Por Caio César | 12/07/2020 | 4 min.
O jornal Folha de S.Paulo publicou recentemente um editoral intitulado “O que a Folha pensa: transporte em crise”, no qual admite que o aumento recorrente de tarifas transfere o ônus dos operadores para a parcela mais necessitada da população:
Para o longo prazo, a saída passa, antes, por uma pisada no freio dos incentivos ao transporte individual. Isso poderia começar, por exemplo, com introdução do pedágio urbano e ampliação decidida de corredores exclusivos.
A receita da primeira política concorreria para financiar a segunda, num ciclo virtuoso que elevaria a velocidade média, atrairia mais passageiros e aumentaria a eficiência do sistema —e, de quebra, ainda diminuiria a poluição do ar.
Ficamos positivamente surpresos com o reconhecimento da necessidade de investimentos a longo prazo, que muitas vezes é escamoteada ou transformada numa densa cortida de fumaça por veículos mais conservadores (Estadão, alguém?).
Temos absoluta convicção de que não há mais espaço para incentivos à indústria automobilística e que nossas cidades sofreram um processo avassalador de desumanização. O resultado, muito bem conhecido e flagrante na paisagem, é o de cidades deformadas por infraestruturas voltadas ao transporte individual motorizado, que suplanta parques, reduz ou elimina calçadas, dificulta a circulação segura de veículos mais lentos e não poluentes (como bicicletas), remove sistemas de bondes, atrasa a implantação de linhas de metrô, provoca a erosão do transporte ferroviário de longa e média distâncias, entre uma série de outros malefícios.

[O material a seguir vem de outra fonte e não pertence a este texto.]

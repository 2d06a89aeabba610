use anyhow::{Context, Result};
use clap::{Parser, Subcommand};
use colored::Colorize;
use std::io::Write;
use std::path::{Path, PathBuf};
use unbarred_core::config::{Config, StorageMode};
use unbarred_core::{AppState, Jurisdiction, PipelineError, PipelineEvent, Server};

#[derive(Parser)]
#[command(name = "unbarred")]
#[command(about = "Legal research assistant for California local law", long_about = None)]
#[command(version)]
struct Cli {
    #[arg(short, long, global = true, default_value = "config.yaml")]
    config: PathBuf,

    #[command(subcommand)]
    command: Commands,
}

#[derive(Subcommand)]
enum Commands {
    #[command(about = "Run the HTTP API")]
    Serve {
        #[arg(short, long, help = "Address to bind (host:port), overrides the config")]
        bind: Option<String>,
    },

    #[command(about = "Ask a question and stream the answer")]
    Ask {
        question: String,

        #[arg(long, help = "Jurisdiction key or name (e.g. 'alameda', 'Sierra Madre')")]
        county: Option<String>,
    },

    #[command(about = "Export the documents matching a query as CSV")]
    Export {
        #[arg(short, long)]
        query: String,

        #[arg(long)]
        county: Option<String>,

        #[arg(short, long, help = "Output file (stdout when omitted)")]
        out: Option<PathBuf>,
    },

    #[command(about = "Configuration commands")]
    Config {
        #[command(subcommand)]
        command: ConfigCommands,
    },

    #[command(about = "List supported jurisdictions")]
    Jurisdictions,
}

#[derive(Subcommand)]
enum ConfigCommands {
    #[command(about = "Show the effective configuration")]
    Show,
}

#[tokio::main]
async fn main() -> Result<()> {
    let _ = dotenv::dotenv();

    tracing_subscriber::fmt()
        .with_env_filter(
            tracing_subscriber::EnvFilter::try_from_default_env()
                .unwrap_or_else(|_| tracing_subscriber::EnvFilter::new("info")),
        )
        .with_writer(std::io::stderr)
        .init();

    let cli = Cli::parse();

    match cli.command {
        Commands::Serve { bind } => serve(&cli.config, bind).await,
        Commands::Ask { question, county } => ask(&cli.config, &question, county.as_deref()).await,
        Commands::Export { query, county, out } => {
            export(&cli.config, &query, county.as_deref(), out.as_deref()).await
        }
        Commands::Config { command } => match command {
            ConfigCommands::Show => show_config(&cli.config),
        },
        Commands::Jurisdictions => {
            list_jurisdictions();
            Ok(())
        }
    }
}

/// Reads the config file when present, then applies the environment.
fn read_config(path: &Path) -> Result<Config> {
    let config = if path.exists() {
        Config::load(path).with_context(|| format!("Failed to load {}", path.display()))?
    } else {
        tracing::debug!(path = %path.display(), "No config file, using defaults");
        Config::default()
    };
    Ok(config)
}

fn load_config(path: &Path) -> Result<Config> {
    read_config(path)?
        .with_env_overrides()
        .context("Invalid configuration")
}

async fn serve(config_path: &Path, bind: Option<String>) -> Result<()> {
    let mut config = load_config(config_path)?;
    if let Some(bind) = bind {
        config.server.bind = bind;
    }

    println!("{} Serving on {}", "→".blue(), config.server.bind.bold());
    let server = Server::new(config).await.context("Failed to start server")?;
    server.start().await.context("Server error")?;
    Ok(())
}

async fn ask(config_path: &Path, question: &str, county: Option<&str>) -> Result<()> {
    let config = load_config(config_path)?;
    let jurisdiction = parse_county(county)?;
    let state = AppState::from_config(&config).await?;

    let (mut events, _task) = state.pipeline.spawn(question.to_string(), jurisdiction);
    let mut stdout = std::io::stdout();

    while let Some(event) = events.recv().await {
        match event {
            PipelineEvent::Chunk(text) => {
                write!(stdout, "{}", text)?;
                stdout.flush()?;
            }
            PipelineEvent::Done => {
                writeln!(stdout)?;
                break;
            }
            PipelineEvent::Failed(PipelineError::NoDocumentsForJurisdiction) => {
                println!(
                    "{}",
                    "No documents are indexed for that jurisdiction.".yellow()
                );
                break;
            }
            PipelineEvent::Failed(e) => {
                writeln!(stdout)?;
                anyhow::bail!("Failed to answer: {}", e);
            }
        }
    }

    Ok(())
}

async fn export(
    config_path: &Path,
    query: &str,
    county: Option<&str>,
    out: Option<&Path>,
) -> Result<()> {
    let config = load_config(config_path)?;
    let jurisdiction = parse_county(county)?;
    let state = AppState::from_config(&config).await?;

    let csv = match state.exporter.export(query, jurisdiction).await {
        Ok(csv) => csv,
        Err(PipelineError::NoDocumentsForJurisdiction) => {
            eprintln!("{}", "No matching documents.".yellow());
            return Ok(());
        }
        Err(e) => return Err(e).context("Export failed"),
    };

    match out {
        Some(path) => {
            std::fs::write(path, &csv)
                .with_context(|| format!("Failed to write {}", path.display()))?;
            eprintln!("{} Wrote {}", "✓".green().bold(), path.display());
        }
        None => print!("{}", csv),
    }
    Ok(())
}

fn parse_county(county: Option<&str>) -> Result<Option<Jurisdiction>> {
    match county {
        None => Ok(None),
        Some(name) => Jurisdiction::parse(name).map(Some).with_context(|| {
            format!(
                "Unsupported jurisdiction '{}'. Run 'unbarred jurisdictions' for the list",
                name
            )
        }),
    }
}

fn show_config(config_path: &Path) -> Result<()> {
    let config = read_config(config_path)?.merge_env();

    println!("{}", "Current Configuration:".bold().green());
    println!();
    println!("{}", "Server:".bold());
    println!("  Bind:            {}", config.server.bind);
    println!(
        "  Public Base URL: {}",
        config.server.public_base_url.as_deref().unwrap_or("(any origin)")
    );
    println!();
    println!("{}", "Store:".bold());
    println!("  URL:             {}", or_unset(&config.store.url));
    println!("  API Key:         {}", mask(&config.store.api_key));
    match &config.store.storage_mode {
        StorageMode::Remote => println!("  Mode:            remote"),
        StorageMode::Memory { seed_path } => println!(
            "  Mode:            memory ({})",
            seed_path.as_deref().unwrap_or("empty")
        ),
    }
    println!("  Match Function:  {}", config.store.match_function);
    println!("  Embedding Fn:    {}", config.store.embedding_function);
    println!();
    println!("{}", "LLM:".bold());
    println!("  Model:           {}", config.llm.model.cyan());
    println!("  Base URL:        {}", config.llm.base_url);
    println!("  API Key:         {}", mask(&config.llm.api_key));
    println!("  Temperature:     {}", config.llm.temperature);
    println!("  Max Tokens:      {}", config.llm.max_tokens);
    println!();
    println!("{}", "Pipeline:".bold());
    println!("  Match Threshold: {}", config.pipeline.match_threshold);
    println!("  Match Count:     {}", config.pipeline.match_count);
    println!("  Context Budget:  {} chars", config.pipeline.max_context_chars);
    println!("  Filter Mode:     {:?}", config.pipeline.filter_mode);
    println!("  Response Mode:   {:?}", config.pipeline.response_mode);
    println!("  Answer Format:   {:?}", config.pipeline.answer_format);
    println!("  Pre-flight:      {}", config.pipeline.preflight);
    println!("  Clarify First:   {}", config.pipeline.clarify_first);
    println!();
    println!("{}", "Export:".bold());
    println!("  Match Threshold: {}", config.export.match_threshold);
    println!("  Match Count:     {}", config.export.match_count);
    println!("  Filename:        {}", config.export.filename);

    Ok(())
}

fn list_jurisdictions() {
    println!("{}", "Supported jurisdictions:".bold().green());
    println!();
    for jurisdiction in Jurisdiction::ALL {
        println!(
            "  {} {:<18} {} ({})",
            "•".cyan(),
            jurisdiction.label().bold(),
            jurisdiction.key(),
            jurisdiction.kind()
        );
    }
}

fn or_unset(value: &str) -> &str {
    if value.is_empty() {
        "(unset)"
    } else {
        value
    }
}

fn mask(secret: &str) -> String {
    match secret.char_indices().nth(4) {
        Some((end, _)) => format!("{}…", &secret[..end]),
        None if secret.is_empty() => "(unset)".to_string(),
        None => "****".to_string(),
    }
}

Temos não só subsidiado o automóvel com incentivos fiscais, mas também com programas de infraestrutura massivos. Nos piores cenários, populações de menor poder aquisitivo são obrigadas a adquirirem uma motocicleta, transferindo o ônus, na forma de mortes e acidentes, para outras esferas do poder público, notadamente o SUS (Sistema Único de Saúde).

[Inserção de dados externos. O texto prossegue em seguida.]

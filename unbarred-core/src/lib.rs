//! unbarred-core - Retrieval and generation pipeline for local-law research
//!
//! Provides the components behind the Unbarred legal research assistant:
//! - Configuration and the supported jurisdictions
//! - Service adapters: query embedding, document store, language model provider
//! - Retrieval, context assembly and prompt building
//! - The chat pipeline and the CSV export
//! - Server API (primary interface)
//!
//! ## Primary API
//!
//! Most users start a [`Server`] from a [`Config`]; the CLI and tests drive
//! [`ChatPipeline`] and [`CsvExporter`] directly.

pub mod config;
pub mod export;
pub mod jurisdiction;
pub mod pipeline;
pub mod prompt;
pub mod provider;
pub mod rag;
pub mod server;
pub mod supabase;

// Public exports
pub use config::{Config, ConfigError};
pub use export::CsvExporter;
pub use jurisdiction::Jurisdiction;
pub use pipeline::{ChatPipeline, PipelineError, PipelineEvent};
pub use server::{AppState, Server, ServerError};

// Provider exports
pub use provider::{ChatRequest, ChatResponse, Message, Provider, ProviderError};

// Retrieval exports
pub use rag::{DocumentRow, DocumentStore, EmbeddingService, Retriever};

Acrescentamos que é também muito importante o reconhecimento por parte da Folha de que não só a capacidade subsidiária é finita, como também não é uma solução perfeita, apontando que a redução no número de passageiros decorre não só do incentivo ao automóvel, mas também da má qualidade dos serviços e da proliferação de plataformas digitais baseadas em aplicativos (99, Uber, Cabify etc).
Sabemos que o estigma da má qualidade é duplamente desafiador, pois, se por um lado, impulsiona a narrativa pró-automóvel, por outro, exige um esforço contínuo de compreensão e valorização do transporte público, tanto para que não seja estigmatizado de maneira vazia, como também para que os problemas sejam encarados com a precisão, celeridade e seriedade necessárias. Buscando equilibrar o debate, já publicamos artigos que destacaram municípios turísticos da Grande São Paulo facilmente acessíveis via transporte público ou que apontaram situações em que a CPTM (Companhia Paulista de Trens Metropolitanos) oferecia vantagens em comparação com os serviços do “irmão caçula” METRÔ (Companhia do Metropolitano de São Paulo).

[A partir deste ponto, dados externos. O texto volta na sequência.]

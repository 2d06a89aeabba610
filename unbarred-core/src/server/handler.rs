use super::stream::{ndjson_body, GENERIC_ERROR};
use super::types::{ChatRequestBody, ChatResponseBody, CsvQuery, ErrorBody};
use super::AppState;
use crate::config::ResponseMode;
use crate::jurisdiction::Jurisdiction;
use crate::pipeline::{PipelineError, PipelineEvent};
use axum::extract::rejection::JsonRejection;
use axum::extract::{Query, State};
use axum::http::header::{CONTENT_DISPOSITION, CONTENT_TYPE};
use axum::http::StatusCode;
use axum::response::{IntoResponse, Response};
use axum::Json;
use tracing::{error, info, warn};

const NDJSON: &str = "application/x-ndjson; charset=utf-8";
const CSV: &str = "text/csv; charset=utf-8";

pub(super) async fn healthz() -> StatusCode {
    StatusCode::OK
}

/// `POST /api/chat`
///
/// The status is decided by the pipeline's first event: a failure before any
/// text is a 500 (or 204 when the jurisdiction has no documents), anything
/// else starts a 200 answer.
pub(super) async fn chat(
    State(state): State<AppState>,
    body: Result<Json<ChatRequestBody>, JsonRejection>,
) -> Response {
    let Json(body) = match body {
        Ok(body) => body,
        Err(rejection) => {
            warn!(error = %rejection, "Rejected chat request body");
            return error_body(StatusCode::BAD_REQUEST, "Invalid request body");
        }
    };

    let jurisdiction = resolve_jurisdiction(body.county.as_deref());
    let (mut events, task) = state.pipeline.spawn(body.query().to_string(), jurisdiction);

    match state.pipeline.config().response_mode {
        ResponseMode::Streaming => match events.recv().await {
            Some(PipelineEvent::Failed(e)) => pipeline_error(e),
            None => pipeline_error(PipelineError::UpstreamUnavailable(
                "pipeline stopped before answering".to_string(),
            )),
            Some(first) => {
                ([(CONTENT_TYPE, NDJSON)], ndjson_body(first, events, task)).into_response()
            }
        },
        ResponseMode::Buffered => {
            let mut answer = String::new();
            while let Some(event) = events.recv().await {
                match event {
                    PipelineEvent::Chunk(text) => answer.push_str(&text),
                    PipelineEvent::Done => break,
                    PipelineEvent::Failed(e) => return pipeline_error(e),
                }
            }
            Json(ChatResponseBody { response: answer }).into_response()
        }
    }
}

/// `GET /api/csv?query=&county=`
pub(super) async fn csv(State(state): State<AppState>, Query(params): Query<CsvQuery>) -> Response {
    let jurisdiction = resolve_jurisdiction(params.county.as_deref());

    match state.exporter.export(&params.query, jurisdiction).await {
        Ok(body) => {
            let disposition = format!("attachment; filename=\"{}\"", state.exporter.filename());
            (
                StatusCode::OK,
                [(CONTENT_TYPE, CSV.to_string()), (CONTENT_DISPOSITION, disposition)],
                body,
            )
                .into_response()
        }
        Err(e) => pipeline_error(e),
    }
}

fn resolve_jurisdiction(county: Option<&str>) -> Option<Jurisdiction> {
    let county = county.map(str::trim).filter(|c| !c.is_empty())?;
    let parsed = Jurisdiction::parse(county);
    if parsed.is_none() {
        info!(county, "Unsupported jurisdiction requested");
    }
    parsed
}

fn pipeline_error(err: PipelineError) -> Response {
    match err {
        PipelineError::NoDocumentsForJurisdiction => StatusCode::NO_CONTENT.into_response(),
        other => {
            error!(error = %other, "Request failed");
            error_body(StatusCode::INTERNAL_SERVER_ERROR, GENERIC_ERROR)
        }
    }
}

fn error_body(status: StatusCode, message: &str) -> Response {
    (
        status,
        Json(ErrorBody {
            error: message.to_string(),
        }),
    )
        .into_response()
}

Finalmente, como costumamos dizer, a infraestrutura de priorização dos ônibus, quando existe, costuma ser muito rústica e desarticulada de uma noção maior de rede de transportes. A existência de corredores com padrões díspares e pouca ou nenhuma identidade, somada à implantação ainda insatisfatória de faixas exclusivas, é um claro sintoma de que muito ainda precisa ser feito, mesmo para infraestruturas de menor complexidade.
Esperamos que o editorial do jornal tenha efeitos positivos na discussão sobre tarifa, até mesmo para que possamos caminhar na direção de modelos mais universais (vulgo sem cobrança de tarifa), baseados em fundos, exploração de receitas acessórias e diferentes fontes de receita, com previsão de investimentos contínuos na modernização e melhoria da infraestrutura.
Finalmente, quanto ao pedágio urbano, trata-se de um tema que não é completamente consensual entre os membros do coletivo. Como é de se imaginar, há prós e contras e expectativas e receios. Uma premissa inegociável, entretanto, é que o pedágio urbano contribua para reduzir a utilização do transporte individual motorizado, contribua para financiar uma cidade para pessoas e seus sistemas de mobilidade com maior grau de sustentabilidade (como calçadas, ciclovias e transportes públicos sem emissão de poluentes) e não provoque o sequestro da infraestrutura associada ao pedágio, de forma que possamos caminhar no desmonte de rodovias urbanas de caráter lesivo, como as marginais dos rios Pinheiros e Tietê.